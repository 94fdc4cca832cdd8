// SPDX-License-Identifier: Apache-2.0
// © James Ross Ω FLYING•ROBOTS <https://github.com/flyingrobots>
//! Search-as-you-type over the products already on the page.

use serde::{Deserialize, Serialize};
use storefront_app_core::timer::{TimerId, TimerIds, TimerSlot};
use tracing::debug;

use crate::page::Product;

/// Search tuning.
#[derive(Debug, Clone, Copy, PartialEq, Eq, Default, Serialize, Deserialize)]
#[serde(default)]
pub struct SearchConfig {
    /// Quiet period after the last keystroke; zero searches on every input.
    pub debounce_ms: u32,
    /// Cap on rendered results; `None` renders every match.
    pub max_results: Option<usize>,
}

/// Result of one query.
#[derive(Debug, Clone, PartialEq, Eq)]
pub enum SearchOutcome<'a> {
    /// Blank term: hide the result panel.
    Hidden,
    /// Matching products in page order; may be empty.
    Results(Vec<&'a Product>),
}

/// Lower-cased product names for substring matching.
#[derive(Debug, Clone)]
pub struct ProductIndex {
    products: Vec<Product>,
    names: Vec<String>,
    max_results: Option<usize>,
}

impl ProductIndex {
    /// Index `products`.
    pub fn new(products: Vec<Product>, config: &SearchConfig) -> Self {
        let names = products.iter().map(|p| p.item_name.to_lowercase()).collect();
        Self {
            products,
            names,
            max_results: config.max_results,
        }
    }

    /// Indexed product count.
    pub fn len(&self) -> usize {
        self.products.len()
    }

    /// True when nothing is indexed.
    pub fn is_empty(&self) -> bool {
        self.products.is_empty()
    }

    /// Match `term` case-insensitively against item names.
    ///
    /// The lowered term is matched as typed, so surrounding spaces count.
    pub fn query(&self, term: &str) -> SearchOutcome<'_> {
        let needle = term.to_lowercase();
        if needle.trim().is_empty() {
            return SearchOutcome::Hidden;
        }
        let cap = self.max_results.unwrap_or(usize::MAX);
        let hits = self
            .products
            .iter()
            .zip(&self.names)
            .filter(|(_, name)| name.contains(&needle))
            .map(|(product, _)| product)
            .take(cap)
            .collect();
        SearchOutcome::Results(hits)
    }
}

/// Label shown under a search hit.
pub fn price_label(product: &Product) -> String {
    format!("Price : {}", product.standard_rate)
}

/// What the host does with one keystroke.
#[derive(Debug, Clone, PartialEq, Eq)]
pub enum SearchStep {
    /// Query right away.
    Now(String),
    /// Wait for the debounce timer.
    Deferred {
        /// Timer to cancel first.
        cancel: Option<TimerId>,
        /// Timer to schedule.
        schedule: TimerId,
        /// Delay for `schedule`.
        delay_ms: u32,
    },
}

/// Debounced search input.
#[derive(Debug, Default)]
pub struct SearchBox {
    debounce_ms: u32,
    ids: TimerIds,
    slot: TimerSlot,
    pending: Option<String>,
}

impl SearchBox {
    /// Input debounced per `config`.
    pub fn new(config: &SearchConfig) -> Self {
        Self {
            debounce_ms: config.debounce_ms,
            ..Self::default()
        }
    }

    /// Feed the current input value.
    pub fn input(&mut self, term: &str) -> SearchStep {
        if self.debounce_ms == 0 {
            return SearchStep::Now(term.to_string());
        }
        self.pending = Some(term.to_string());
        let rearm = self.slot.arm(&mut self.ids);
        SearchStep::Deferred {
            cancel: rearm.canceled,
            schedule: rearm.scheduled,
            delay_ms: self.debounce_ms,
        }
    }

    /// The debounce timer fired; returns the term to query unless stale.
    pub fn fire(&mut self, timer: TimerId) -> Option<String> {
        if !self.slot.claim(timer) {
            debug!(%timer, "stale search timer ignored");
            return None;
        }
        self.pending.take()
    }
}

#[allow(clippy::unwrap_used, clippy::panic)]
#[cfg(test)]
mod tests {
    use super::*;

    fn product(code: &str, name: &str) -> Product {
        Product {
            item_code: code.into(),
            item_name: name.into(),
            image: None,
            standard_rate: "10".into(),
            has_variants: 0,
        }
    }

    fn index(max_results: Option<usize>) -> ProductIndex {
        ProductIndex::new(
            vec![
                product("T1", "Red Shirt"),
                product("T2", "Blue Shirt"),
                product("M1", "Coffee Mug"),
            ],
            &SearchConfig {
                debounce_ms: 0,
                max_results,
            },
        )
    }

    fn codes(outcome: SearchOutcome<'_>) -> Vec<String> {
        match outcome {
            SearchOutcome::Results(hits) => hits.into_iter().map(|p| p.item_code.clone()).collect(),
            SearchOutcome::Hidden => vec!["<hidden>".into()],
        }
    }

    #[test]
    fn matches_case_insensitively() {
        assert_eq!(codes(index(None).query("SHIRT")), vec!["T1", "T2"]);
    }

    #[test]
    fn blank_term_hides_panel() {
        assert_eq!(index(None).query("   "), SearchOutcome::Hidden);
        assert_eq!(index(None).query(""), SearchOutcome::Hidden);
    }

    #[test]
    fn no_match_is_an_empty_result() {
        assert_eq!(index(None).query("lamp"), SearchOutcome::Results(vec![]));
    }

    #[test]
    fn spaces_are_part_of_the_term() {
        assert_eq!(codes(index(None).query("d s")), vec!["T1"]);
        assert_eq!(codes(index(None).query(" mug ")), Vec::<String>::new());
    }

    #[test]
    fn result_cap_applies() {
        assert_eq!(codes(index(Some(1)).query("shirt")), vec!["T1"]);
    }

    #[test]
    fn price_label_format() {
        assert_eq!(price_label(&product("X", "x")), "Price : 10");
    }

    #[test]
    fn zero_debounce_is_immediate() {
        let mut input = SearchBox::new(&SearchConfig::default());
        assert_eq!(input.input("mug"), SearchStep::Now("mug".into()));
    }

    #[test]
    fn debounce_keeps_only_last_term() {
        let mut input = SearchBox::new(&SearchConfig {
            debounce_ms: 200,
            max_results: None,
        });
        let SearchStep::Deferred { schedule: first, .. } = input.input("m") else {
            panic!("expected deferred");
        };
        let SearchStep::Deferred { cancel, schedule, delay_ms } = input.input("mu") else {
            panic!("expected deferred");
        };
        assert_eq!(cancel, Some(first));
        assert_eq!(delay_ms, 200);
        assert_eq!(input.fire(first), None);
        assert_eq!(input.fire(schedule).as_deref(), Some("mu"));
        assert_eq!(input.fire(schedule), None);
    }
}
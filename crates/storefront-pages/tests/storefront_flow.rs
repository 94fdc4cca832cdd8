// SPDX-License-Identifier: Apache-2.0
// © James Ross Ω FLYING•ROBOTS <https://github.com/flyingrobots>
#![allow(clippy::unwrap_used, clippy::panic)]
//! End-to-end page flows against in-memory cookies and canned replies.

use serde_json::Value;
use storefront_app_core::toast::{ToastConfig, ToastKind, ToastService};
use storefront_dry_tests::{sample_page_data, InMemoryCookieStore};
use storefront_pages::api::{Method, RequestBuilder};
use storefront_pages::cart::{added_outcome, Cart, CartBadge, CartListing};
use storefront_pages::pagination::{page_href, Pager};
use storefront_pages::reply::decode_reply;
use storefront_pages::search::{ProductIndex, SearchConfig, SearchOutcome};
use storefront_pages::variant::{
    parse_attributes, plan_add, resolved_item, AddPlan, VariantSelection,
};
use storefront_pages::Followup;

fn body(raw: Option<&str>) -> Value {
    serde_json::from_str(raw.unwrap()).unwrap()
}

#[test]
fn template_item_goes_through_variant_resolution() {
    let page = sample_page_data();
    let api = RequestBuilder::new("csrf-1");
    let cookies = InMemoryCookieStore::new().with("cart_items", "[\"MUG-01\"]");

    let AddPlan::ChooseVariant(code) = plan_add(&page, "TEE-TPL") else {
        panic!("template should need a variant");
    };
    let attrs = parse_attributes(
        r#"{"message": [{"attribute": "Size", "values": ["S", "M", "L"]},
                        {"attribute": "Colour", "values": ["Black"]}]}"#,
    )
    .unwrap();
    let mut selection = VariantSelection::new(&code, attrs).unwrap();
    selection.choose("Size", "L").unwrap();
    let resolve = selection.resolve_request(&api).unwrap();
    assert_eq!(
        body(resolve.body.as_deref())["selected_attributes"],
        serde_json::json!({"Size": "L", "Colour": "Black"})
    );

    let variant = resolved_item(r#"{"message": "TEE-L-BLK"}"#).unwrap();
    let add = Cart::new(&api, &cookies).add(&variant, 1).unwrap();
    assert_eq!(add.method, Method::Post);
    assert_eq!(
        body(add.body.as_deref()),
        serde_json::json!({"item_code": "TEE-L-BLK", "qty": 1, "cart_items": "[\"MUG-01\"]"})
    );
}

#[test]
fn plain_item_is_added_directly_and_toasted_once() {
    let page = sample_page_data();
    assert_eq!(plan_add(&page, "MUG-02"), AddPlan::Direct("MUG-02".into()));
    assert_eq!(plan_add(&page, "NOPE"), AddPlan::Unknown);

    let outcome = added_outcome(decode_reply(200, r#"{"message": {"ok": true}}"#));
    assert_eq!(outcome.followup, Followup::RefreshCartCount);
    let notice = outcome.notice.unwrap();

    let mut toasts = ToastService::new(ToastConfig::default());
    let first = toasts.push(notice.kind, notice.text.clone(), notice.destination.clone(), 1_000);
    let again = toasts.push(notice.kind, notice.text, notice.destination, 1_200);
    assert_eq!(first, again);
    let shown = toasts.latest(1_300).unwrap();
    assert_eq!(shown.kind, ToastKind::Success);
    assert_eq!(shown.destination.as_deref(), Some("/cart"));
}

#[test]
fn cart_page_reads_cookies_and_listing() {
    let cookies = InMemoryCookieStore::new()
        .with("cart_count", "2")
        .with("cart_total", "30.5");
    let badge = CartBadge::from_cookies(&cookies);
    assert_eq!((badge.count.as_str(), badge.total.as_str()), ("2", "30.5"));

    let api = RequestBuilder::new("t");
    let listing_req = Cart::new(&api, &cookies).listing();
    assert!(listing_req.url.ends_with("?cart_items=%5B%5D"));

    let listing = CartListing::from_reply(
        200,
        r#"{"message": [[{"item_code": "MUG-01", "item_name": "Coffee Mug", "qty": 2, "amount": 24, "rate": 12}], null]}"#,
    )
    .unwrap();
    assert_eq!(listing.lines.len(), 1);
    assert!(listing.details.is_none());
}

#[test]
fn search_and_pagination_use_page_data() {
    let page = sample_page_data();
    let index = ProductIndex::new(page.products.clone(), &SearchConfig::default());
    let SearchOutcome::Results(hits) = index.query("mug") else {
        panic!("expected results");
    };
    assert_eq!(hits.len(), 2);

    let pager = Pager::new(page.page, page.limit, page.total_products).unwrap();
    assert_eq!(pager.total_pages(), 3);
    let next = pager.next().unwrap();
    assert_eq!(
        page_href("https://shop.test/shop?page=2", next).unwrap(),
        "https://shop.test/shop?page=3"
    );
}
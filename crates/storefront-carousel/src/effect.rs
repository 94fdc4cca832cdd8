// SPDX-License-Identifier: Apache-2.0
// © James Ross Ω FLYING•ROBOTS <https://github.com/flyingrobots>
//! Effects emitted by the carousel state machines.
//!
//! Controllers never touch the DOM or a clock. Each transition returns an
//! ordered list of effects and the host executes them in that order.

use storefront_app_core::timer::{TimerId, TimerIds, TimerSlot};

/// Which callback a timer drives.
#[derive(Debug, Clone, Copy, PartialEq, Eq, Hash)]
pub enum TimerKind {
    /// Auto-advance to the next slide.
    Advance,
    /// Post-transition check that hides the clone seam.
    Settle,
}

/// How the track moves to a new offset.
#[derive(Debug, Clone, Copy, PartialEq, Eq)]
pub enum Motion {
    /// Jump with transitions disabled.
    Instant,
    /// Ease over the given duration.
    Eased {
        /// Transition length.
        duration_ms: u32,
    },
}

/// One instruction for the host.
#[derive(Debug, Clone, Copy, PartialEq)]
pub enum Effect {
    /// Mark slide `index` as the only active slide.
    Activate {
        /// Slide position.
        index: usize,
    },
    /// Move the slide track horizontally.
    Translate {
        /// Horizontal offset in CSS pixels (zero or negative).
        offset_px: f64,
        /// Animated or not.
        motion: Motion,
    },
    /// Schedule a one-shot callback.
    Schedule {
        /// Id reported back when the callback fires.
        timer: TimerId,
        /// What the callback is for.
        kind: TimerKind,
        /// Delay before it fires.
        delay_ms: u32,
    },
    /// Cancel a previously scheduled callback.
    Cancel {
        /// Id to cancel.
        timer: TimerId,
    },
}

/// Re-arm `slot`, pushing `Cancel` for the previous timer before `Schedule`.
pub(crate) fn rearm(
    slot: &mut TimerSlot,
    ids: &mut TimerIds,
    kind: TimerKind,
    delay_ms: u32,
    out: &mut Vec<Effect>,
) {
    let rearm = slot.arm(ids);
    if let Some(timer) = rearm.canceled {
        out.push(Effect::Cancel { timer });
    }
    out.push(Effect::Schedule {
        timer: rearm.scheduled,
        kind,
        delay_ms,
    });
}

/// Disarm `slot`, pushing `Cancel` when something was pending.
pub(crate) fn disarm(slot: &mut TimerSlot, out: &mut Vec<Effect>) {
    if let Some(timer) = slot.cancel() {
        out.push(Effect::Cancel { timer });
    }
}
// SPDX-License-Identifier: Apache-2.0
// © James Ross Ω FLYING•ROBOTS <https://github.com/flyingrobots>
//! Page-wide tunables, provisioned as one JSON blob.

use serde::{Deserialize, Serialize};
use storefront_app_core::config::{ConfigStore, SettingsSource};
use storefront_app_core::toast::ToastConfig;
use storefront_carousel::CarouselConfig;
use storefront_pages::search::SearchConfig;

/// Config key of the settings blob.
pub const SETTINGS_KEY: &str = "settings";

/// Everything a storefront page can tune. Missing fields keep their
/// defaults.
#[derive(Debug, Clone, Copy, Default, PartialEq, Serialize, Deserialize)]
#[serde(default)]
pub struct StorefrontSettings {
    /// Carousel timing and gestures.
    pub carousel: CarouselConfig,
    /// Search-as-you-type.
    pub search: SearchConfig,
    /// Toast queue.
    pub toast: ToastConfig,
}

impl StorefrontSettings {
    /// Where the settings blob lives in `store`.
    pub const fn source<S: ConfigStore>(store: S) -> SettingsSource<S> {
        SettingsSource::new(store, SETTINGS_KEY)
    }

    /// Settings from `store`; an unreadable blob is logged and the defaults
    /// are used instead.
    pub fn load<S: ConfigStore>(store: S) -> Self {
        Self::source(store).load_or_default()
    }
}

◆ EXERCISE DESCRIPTION: Output, please, only the lines running from the start of the entries through the line that contains "on every input.", including both of those lines.

◆ ANSWER AREA:
repository 94fdc4cca832cdd8
// SPDX-License-Identifier: Apache-2.0
// © James Ross Ω FLYING•ROBOTS <https://github.com/flyingrobots>
//! Search-as-you-type over the products already on the page.

use serde::{Deserialize, Serialize};
use storefront_app_core::timer::{TimerId, TimerIds, TimerSlot};
use tracing::debug;

use crate::page::Product;

/// Search tuning.
#[derive(Debug, Clone, Copy, PartialEq, Eq, Default, Serialize, Deserialize)]
#[serde(default)]
pub struct SearchConfig {
    /// Quiet period after the last keystroke; zero searches on every input.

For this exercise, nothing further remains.